3. The fall in the gross profit ratio could be for various reasons such as increase in the cost of raw material, decrease in the market price of finished product, increase in the cost of processing by the assessee, etc.

4. There was no finding that the actual cost of the raw material purchased by the assessee was less than what was declared in the account books.

5. There was no finding that the actual cost of processing carried out by the assessee was less than what had been declared in her account books.

6. No particular expenditure shown in the account books had been disallowed by the Assessing Officer.

7. There was no finding by the Assessing Officer that the actual quantity of finished products produced by the assessee was more than what was shown in the account books.

8. There was no finding that the assessee had made any such sale of the finished products which was not reflected in the account books.

9. There was no finding by the Assessing Officer that the finished products were sold by the assessee at a price higher than what was declared in the account books.

10. In those circumstances, the Commissioner (Appeals) and the Tribunal were justified in holding that the Assessing Officer could not have increased the gross profit ratio merely because it was low as compared to the gross profit ratio of the preceding year.

11. The revenue contended that the assessee was not maintaining the daily stock register. However, no such finding was found in the assessment order. On the other hand, the assessee had submitted before the Commissioner (Appeals) that Form No. 3CD containing all the quantitative details in respect of raw materials as well as the finished goods and duly audited by the certified accountant had been placed on record, but the Assessing Officer ignored those actual figures enclosed with the return. In any case, there is no statutory provision under the income-tax regime requiring the assessee to maintain the daily stock register.

12. Hence, even if no such register was being maintained by the assessee, that, by itself, would not lead to the inference that it was not possible to deduce the true income of the assessee from the accounts maintained by her, nor the accounts could be said to be defective or incomplete for that reason alone.

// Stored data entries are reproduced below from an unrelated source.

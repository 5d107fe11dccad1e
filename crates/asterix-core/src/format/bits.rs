use std::collections::BTreeMap;
use std::fmt::Write as _;

use serde::{Deserialize, Serialize};

use super::error::FormatError;
use super::layout;
use crate::output::{OutputKind, json_number, json_string};

/// How the bits of a field are interpreted.
#[derive(Debug, Clone, Copy, PartialEq, Eq, Serialize, Deserialize)]
#[serde(rename_all = "lowercase")]
pub enum Encoding {
    Unsigned,
    /// Two's complement over the field width.
    Signed,
    /// ICAO 6-bit characters (callsigns).
    #[serde(rename = "6bitschar")]
    SixBitChar,
    Octal,
    Hex,
    Ascii,
}

impl Encoding {
    pub fn label(self) -> &'static str {
        match self {
            Encoding::Unsigned => "unsigned",
            Encoding::Signed => "signed",
            Encoding::SixBitChar => "6bitschar",
            Encoding::Octal => "octal",
            Encoding::Hex => "hex",
            Encoding::Ascii => "ascii",
        }
    }
}

/// Value extracted from a field before rendering.
#[derive(Debug, Clone, PartialEq)]
pub enum BitsValue {
    Unsigned(u64),
    Signed(i64),
    Text(String),
}

/// One bit-level field of a fixed-length record.
///
/// Bits are numbered from 1 at the least significant bit of the record's
/// last byte up to `8 * length` at the most significant bit of its first
/// byte; a field spans `from..=to`.
///
/// # Examples
/// ```
/// use asterix_core::{BitsField, Encoding};
///
/// let sac = BitsField::new("SAC", 9, 16, Encoding::Unsigned)?.with_name("System Area Code");
/// assert_eq!(sac.width(), 8);
/// # Ok::<(), asterix_core::FormatError>(())
/// ```
#[derive(Debug, Clone, PartialEq)]
pub struct BitsField {
    short_name: String,
    name: String,
    from: usize,
    to: usize,
    encoding: Encoding,
    scale: Option<f64>,
    unit: Option<String>,
    meanings: BTreeMap<u64, String>,
    excluded: bool,
}

impl BitsField {
    pub fn new(
        short_name: impl Into<String>,
        from: usize,
        to: usize,
        encoding: Encoding,
    ) -> Result<Self, FormatError> {
        let short_name = short_name.into();
        if from == 0 || to < from {
            return Err(FormatError::InvalidBitRange {
                name: short_name,
                from,
                to,
            });
        }
        let width = to - from + 1;
        let byte_aligned = (from - 1) % 8 == 0 && width % 8 == 0;
        let supported = match encoding {
            Encoding::Unsigned | Encoding::Signed => width <= layout::MAX_NUMERIC_WIDTH,
            Encoding::SixBitChar => {
                width <= layout::MAX_NUMERIC_WIDTH && width % layout::SIX_BIT_CHAR_WIDTH == 0
            }
            Encoding::Octal => {
                width <= layout::MAX_NUMERIC_WIDTH && width % layout::OCTAL_DIGIT_WIDTH == 0
            }
            Encoding::Hex => width <= layout::MAX_NUMERIC_WIDTH || byte_aligned,
            Encoding::Ascii => byte_aligned,
        };
        if !supported {
            return Err(FormatError::UnsupportedWidth {
                name: short_name,
                width,
            });
        }
        Ok(Self {
            name: short_name.clone(),
            short_name,
            from,
            to,
            encoding,
            scale: None,
            unit: None,
            meanings: BTreeMap::new(),
            excluded: false,
        })
    }

    pub fn with_name(mut self, name: impl Into<String>) -> Self {
        self.name = name.into();
        self
    }

    pub fn with_scale(mut self, scale: f64) -> Self {
        self.scale = Some(scale);
        self
    }

    pub fn with_unit(mut self, unit: impl Into<String>) -> Self {
        self.unit = Some(unit.into());
        self
    }

    pub fn with_meaning(mut self, value: u64, meaning: impl Into<String>) -> Self {
        self.meanings.insert(value, meaning.into());
        self
    }

    pub fn short_name(&self) -> &str {
        &self.short_name
    }

    pub fn name(&self) -> &str {
        &self.name
    }

    pub fn from_bit(&self) -> usize {
        self.from
    }

    pub fn to_bit(&self) -> usize {
        self.to
    }

    pub fn width(&self) -> usize {
        self.to - self.from + 1
    }

    pub fn encoding(&self) -> Encoding {
        self.encoding
    }

    pub fn unit(&self) -> Option<&str> {
        self.unit.as_deref()
    }

    pub fn is_excluded(&self) -> bool {
        self.excluded
    }

    pub(crate) fn set_excluded(&mut self) {
        self.excluded = true;
    }

    /// Byte range within a `record_len`-byte record touched by this field.
    pub fn byte_range(&self, record_len: usize) -> Result<std::ops::Range<usize>, FormatError> {
        let total_bits = record_len * 8;
        if self.to > total_bits {
            return Err(FormatError::InvalidBitRange {
                name: self.short_name.clone(),
                from: self.from,
                to: self.to,
            });
        }
        let first = (total_bits - self.to) / 8;
        let last = (total_bits - self.from) / 8;
        Ok(first..last + 1)
    }

    /// Extract the field from one record. `record` must be exactly the
    /// fixed record the field belongs to.
    pub fn extract(&self, record: &[u8]) -> Result<BitsValue, FormatError> {
        let range = self.byte_range(record.len())?;
        let bytes = &record[range];
        let width = self.width();

        if width > layout::MAX_NUMERIC_WIDTH {
            // Only byte-aligned Ascii/Hex fields get here.
            return Ok(match self.encoding {
                Encoding::Ascii => BitsValue::Text(ascii_text(bytes)),
                _ => BitsValue::Text(bytes.iter().fold(String::new(), |mut acc, b| {
                    let _ = write!(acc, "{b:02X}");
                    acc
                })),
            });
        }

        let raw = extract_unsigned(bytes, (self.from - 1) % 8, width);
        Ok(match self.encoding {
            Encoding::Unsigned => BitsValue::Unsigned(raw),
            Encoding::Signed => BitsValue::Signed(sign_extend(raw, width)),
            Encoding::SixBitChar => BitsValue::Text(six_bit_text(raw, width)),
            Encoding::Octal => {
                let digits = width / layout::OCTAL_DIGIT_WIDTH;
                BitsValue::Text(format!("{raw:0digits$o}"))
            }
            Encoding::Hex => {
                let digits = width.div_ceil(4);
                BitsValue::Text(format!("{raw:0digits$X}"))
            }
            Encoding::Ascii => BitsValue::Text(ascii_text(bytes)),
        })
    }

    fn meaning(&self, value: &BitsValue) -> Option<&str> {
        match value {
            BitsValue::Unsigned(raw) => self.meanings.get(raw).map(String::as_str),
            _ => None,
        }
    }

    fn scaled(&self, value: &BitsValue) -> Option<f64> {
        let scale = self.scale?;
        match value {
            BitsValue::Unsigned(raw) => Some(*raw as f64 * scale),
            BitsValue::Signed(raw) => Some(*raw as f64 * scale),
            BitsValue::Text(_) => None,
        }
    }

    fn raw_json(value: &BitsValue) -> String {
        match value {
            BitsValue::Unsigned(raw) => raw.to_string(),
            BitsValue::Signed(raw) => raw.to_string(),
            BitsValue::Text(text) => json_string(text),
        }
    }

    fn display(&self, value: &BitsValue) -> String {
        let mut shown = match (self.scaled(value), value) {
            (Some(scaled), _) => scaled.to_string(),
            (None, BitsValue::Unsigned(raw)) => raw.to_string(),
            (None, BitsValue::Signed(raw)) => raw.to_string(),
            (None, BitsValue::Text(text)) => text.clone(),
        };
        if let Some(unit) = &self.unit {
            shown.push(' ');
            shown.push_str(unit);
        }
        if let Some(meaning) = self.meaning(value) {
            let _ = write!(shown, " ({meaning})");
        }
        shown
    }

    /// Append this field's rendering of `record` to `out`. Excluded fields
    /// render nothing and return `Ok(false)`.
    pub fn render(
        &self,
        out: &mut String,
        header: &str,
        kind: OutputKind,
        record: &[u8],
    ) -> Result<bool, FormatError> {
        if self.excluded {
            return Ok(false);
        }
        let value = self.extract(record)?;
        match kind {
            OutputKind::Text => {
                let _ = write!(out, "\n\t{}: {}", self.short_name, self.display(&value));
            }
            OutputKind::Out => {
                let _ = write!(
                    out,
                    "\n{} {}",
                    qualified(header, &self.short_name),
                    self.display(&value)
                );
            }
            OutputKind::Json => {
                let _ = write!(
                    out,
                    "{}:{}",
                    json_string(&self.short_name),
                    Self::raw_json(&value)
                );
            }
            OutputKind::JsonHuman => {
                let shown = match (self.scaled(&value), self.meaning(&value)) {
                    (Some(scaled), _) => json_number(scaled),
                    (None, Some(meaning)) => json_string(meaning),
                    (None, None) => Self::raw_json(&value),
                };
                let _ = write!(out, "{}:{}", json_string(&self.short_name), shown);
            }
            OutputKind::JsonExtensive => {
                let _ = write!(
                    out,
                    "{}:{{\"val\":{},\"desc\":{}",
                    json_string(&self.short_name),
                    Self::raw_json(&value),
                    json_string(&self.name)
                );
                if let Some(scaled) = self.scaled(&value) {
                    let _ = write!(out, ",\"scaled\":{}", json_number(scaled));
                }
                if let Some(unit) = &self.unit {
                    let _ = write!(out, ",\"unit\":{}", json_string(unit));
                }
                if let Some(meaning) = self.meaning(&value) {
                    let _ = write!(out, ",\"meaning\":{}", json_string(meaning));
                }
                out.push('}');
            }
        }
        Ok(true)
    }

    /// One descriptor line: `header.SHORT<TAB>name [unit]`.
    pub fn describe(&self, header: &str) -> String {
        let mut line = format!("{}\t{}", qualified(header, &self.short_name), self.name);
        if let Some(unit) = &self.unit {
            let _ = write!(line, " [{unit}]");
        }
        line.push('\n');
        line
    }
}

#[cfg(feature = "analyzer")]
impl BitsField {
    pub(crate) fn to_field_value(&self, value: BitsValue) -> crate::analyzer::FieldValue {
        use crate::analyzer::FieldValue;

        if let Some(scaled) = self.scaled(&value) {
            return FieldValue::Float(scaled);
        }
        match value {
            BitsValue::Unsigned(raw) => FieldValue::Unsigned(raw),
            BitsValue::Signed(raw) => FieldValue::Signed(raw),
            BitsValue::Text(text) => FieldValue::Text(text),
        }
    }

    pub(crate) fn definition(&self) -> crate::analyzer::FieldDefinition {
        crate::analyzer::FieldDefinition {
            id: self.short_name.clone(),
            name: self.name.clone(),
            unit: self.unit.clone(),
            encoding: self.encoding.label(),
        }
    }
}

pub(crate) fn qualified(header: &str, short_name: &str) -> String {
    if header.is_empty() {
        short_name.to_string()
    } else {
        format!("{header}.{short_name}")
    }
}

/// Read `width` bits starting `shift` bits above the LSB of `bytes`.
fn extract_unsigned(bytes: &[u8], shift: usize, width: usize) -> u64 {
    let acc = bytes
        .iter()
        .fold(0u128, |acc, &byte| (acc << 8) | u128::from(byte));
    let mask = if width >= 128 {
        u128::MAX
    } else {
        (1u128 << width) - 1
    };
    ((acc >> shift) & mask) as u64
}

fn sign_extend(raw: u64, width: usize) -> i64 {
    if width >= 64 {
        return raw as i64;
    }
    let shift = 64 - width;
    ((raw << shift) as i64) >> shift
}

fn six_bit_text(raw: u64, width: usize) -> String {
    let chars = width / layout::SIX_BIT_CHAR_WIDTH;
    let text: String = (0..chars)
        .map(|i| {
            let index = (raw >> (layout::SIX_BIT_CHAR_WIDTH * (chars - 1 - i))) & 0x3F;
            layout::SIX_BIT_ALPHABET[index as usize] as char
        })
        .collect();
    text.trim_end().to_string()
}

fn ascii_text(bytes: &[u8]) -> String {
    String::from_utf8_lossy(bytes)
        .trim_end_matches('\0')
        .trim_end()
        .to_string()
}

13. If the stock register is not maintained by the assessee, that may put the Assessing Officer on guard against the falsity of the return made by the assessee and persuade him to carefully scrutinize the account books of the assessee, but the absence of one register alone does not amount to such a material leading to the conclusion that the account books were incomplete or inaccurate.

14. Similarly, if the rate of gross profit declared by the assessee in a particular period is lower as compared to the gross profit declared by him in the preceding year, that may alert the Assessing Officer and serve as a warning to him to look into the accounts more carefully and to look for some material which could lead to the conclusion that the accounts maintained by the assessee were not correct, but a low rate of gross profit, in the absence of any material pointing towards falsehood of the account books, cannot, by itself, be a ground to reject the account books under section 145(3).

4.4 As clear from the above discussion, not only a proper reason for rejection of accounts is needed but it is equally important to base the estimation on solid facts. While low gross profit may prompt an investigation in respect of the assessee, it may not serve as a guide for estimation of gross margin in the current year. As mentioned above, peer or sectoral analysis is generally available in respect of most of the sectors on the internet. The AOs should make full use of such data. Further, to factor geographical and other differences, the assessing officers may resort to local comparables in the same trade. Databases like Prowess maintained by CMIE and Capitaline are important source of such data. These databases can be used to find out the normal margins earned by other assesses in the same trade. This would give a sound basis for the assessing officer to arrive at a reasonable gross margin for the purpose of estimation.